STORED DATA:
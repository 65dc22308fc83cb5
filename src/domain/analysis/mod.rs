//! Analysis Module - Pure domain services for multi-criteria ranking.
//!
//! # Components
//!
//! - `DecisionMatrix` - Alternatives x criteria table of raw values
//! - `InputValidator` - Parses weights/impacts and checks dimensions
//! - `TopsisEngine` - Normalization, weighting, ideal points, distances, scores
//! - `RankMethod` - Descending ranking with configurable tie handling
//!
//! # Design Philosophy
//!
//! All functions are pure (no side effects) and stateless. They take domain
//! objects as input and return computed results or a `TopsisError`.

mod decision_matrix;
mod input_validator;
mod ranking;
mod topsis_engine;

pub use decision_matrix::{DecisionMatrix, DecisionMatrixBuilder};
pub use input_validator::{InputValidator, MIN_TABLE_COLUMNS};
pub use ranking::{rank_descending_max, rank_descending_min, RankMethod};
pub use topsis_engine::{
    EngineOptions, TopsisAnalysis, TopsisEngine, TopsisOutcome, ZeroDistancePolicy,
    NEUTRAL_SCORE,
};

---

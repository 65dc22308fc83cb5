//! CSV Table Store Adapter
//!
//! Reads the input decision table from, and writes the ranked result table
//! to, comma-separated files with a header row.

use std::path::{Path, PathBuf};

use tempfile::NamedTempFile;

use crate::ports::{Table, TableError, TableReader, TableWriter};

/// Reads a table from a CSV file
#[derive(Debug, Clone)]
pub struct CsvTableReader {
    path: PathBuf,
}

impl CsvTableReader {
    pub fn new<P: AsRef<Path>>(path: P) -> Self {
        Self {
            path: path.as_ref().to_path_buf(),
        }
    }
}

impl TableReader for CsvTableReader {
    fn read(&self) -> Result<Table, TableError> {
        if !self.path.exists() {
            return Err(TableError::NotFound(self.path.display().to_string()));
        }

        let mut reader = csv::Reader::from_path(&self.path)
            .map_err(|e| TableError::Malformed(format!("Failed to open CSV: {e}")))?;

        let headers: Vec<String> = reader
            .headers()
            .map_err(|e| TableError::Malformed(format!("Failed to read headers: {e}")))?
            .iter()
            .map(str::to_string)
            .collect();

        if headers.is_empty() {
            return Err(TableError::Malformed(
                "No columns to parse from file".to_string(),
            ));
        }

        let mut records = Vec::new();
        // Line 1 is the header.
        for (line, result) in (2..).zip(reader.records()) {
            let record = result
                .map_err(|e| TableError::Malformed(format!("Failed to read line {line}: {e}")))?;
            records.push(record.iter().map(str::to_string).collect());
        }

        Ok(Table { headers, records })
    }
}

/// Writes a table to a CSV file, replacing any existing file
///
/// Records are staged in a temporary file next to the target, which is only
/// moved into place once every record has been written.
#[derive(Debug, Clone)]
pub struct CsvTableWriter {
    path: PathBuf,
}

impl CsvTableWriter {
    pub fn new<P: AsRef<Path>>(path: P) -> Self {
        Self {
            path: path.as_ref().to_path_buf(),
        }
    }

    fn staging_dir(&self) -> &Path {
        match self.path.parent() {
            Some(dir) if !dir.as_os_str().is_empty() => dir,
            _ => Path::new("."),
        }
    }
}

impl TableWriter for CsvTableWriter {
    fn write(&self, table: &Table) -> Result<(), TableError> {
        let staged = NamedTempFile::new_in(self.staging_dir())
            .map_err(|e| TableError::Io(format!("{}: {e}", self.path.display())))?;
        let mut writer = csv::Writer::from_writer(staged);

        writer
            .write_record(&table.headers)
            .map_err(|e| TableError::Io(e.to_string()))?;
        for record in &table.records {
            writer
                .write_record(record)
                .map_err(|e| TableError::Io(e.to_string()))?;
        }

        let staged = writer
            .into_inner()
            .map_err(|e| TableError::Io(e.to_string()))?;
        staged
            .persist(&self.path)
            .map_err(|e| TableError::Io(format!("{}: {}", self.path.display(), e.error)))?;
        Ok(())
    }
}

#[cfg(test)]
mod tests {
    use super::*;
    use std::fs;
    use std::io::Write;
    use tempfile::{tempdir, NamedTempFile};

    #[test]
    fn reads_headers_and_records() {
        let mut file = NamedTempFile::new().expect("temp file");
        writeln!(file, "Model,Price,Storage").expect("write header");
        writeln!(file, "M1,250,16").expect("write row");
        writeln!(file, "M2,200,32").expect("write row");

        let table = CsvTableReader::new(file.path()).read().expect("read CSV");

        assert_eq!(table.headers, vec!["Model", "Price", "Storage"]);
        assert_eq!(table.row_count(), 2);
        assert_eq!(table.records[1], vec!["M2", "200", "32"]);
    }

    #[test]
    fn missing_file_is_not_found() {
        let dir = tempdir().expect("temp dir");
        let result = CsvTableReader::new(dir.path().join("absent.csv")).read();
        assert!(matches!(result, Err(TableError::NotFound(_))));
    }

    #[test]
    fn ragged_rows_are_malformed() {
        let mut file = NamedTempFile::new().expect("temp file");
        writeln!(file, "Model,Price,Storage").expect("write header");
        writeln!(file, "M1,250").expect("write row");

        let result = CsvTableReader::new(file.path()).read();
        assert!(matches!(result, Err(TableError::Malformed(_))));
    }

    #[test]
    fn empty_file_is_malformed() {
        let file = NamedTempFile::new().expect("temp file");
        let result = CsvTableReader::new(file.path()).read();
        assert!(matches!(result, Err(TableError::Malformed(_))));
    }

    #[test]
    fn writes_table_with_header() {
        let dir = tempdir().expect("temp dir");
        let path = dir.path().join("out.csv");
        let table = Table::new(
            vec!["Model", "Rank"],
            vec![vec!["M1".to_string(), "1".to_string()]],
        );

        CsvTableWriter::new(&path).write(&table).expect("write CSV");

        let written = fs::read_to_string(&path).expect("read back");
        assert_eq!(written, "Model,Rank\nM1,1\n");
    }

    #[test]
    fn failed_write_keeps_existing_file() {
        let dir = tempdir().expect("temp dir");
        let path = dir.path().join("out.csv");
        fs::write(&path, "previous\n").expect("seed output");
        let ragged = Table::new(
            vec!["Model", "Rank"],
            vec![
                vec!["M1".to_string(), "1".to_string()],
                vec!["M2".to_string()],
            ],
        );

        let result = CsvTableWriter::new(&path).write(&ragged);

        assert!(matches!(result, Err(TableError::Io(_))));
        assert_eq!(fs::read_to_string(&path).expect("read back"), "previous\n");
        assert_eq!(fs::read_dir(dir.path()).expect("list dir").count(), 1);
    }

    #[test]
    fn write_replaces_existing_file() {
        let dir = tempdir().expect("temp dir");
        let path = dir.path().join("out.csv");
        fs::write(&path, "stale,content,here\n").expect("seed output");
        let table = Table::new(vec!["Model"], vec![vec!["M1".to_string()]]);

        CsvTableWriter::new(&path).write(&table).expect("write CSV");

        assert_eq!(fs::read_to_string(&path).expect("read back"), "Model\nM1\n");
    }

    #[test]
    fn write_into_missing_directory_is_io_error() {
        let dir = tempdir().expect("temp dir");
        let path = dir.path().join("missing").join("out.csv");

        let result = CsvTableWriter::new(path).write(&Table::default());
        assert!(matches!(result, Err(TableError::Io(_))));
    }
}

WHAT THE TASK REQUIRES: Across the listing above, report every line where "back" occurs.

RESULT OF THE TASK:
        let written = fs::read_to_string(&path).expect("read back");
        assert_eq!(fs::read_to_string(&path).expect("read back"), "previous\n");
        assert_eq!(fs::read_to_string(&path).expect("read back"), "Model\nM1\n");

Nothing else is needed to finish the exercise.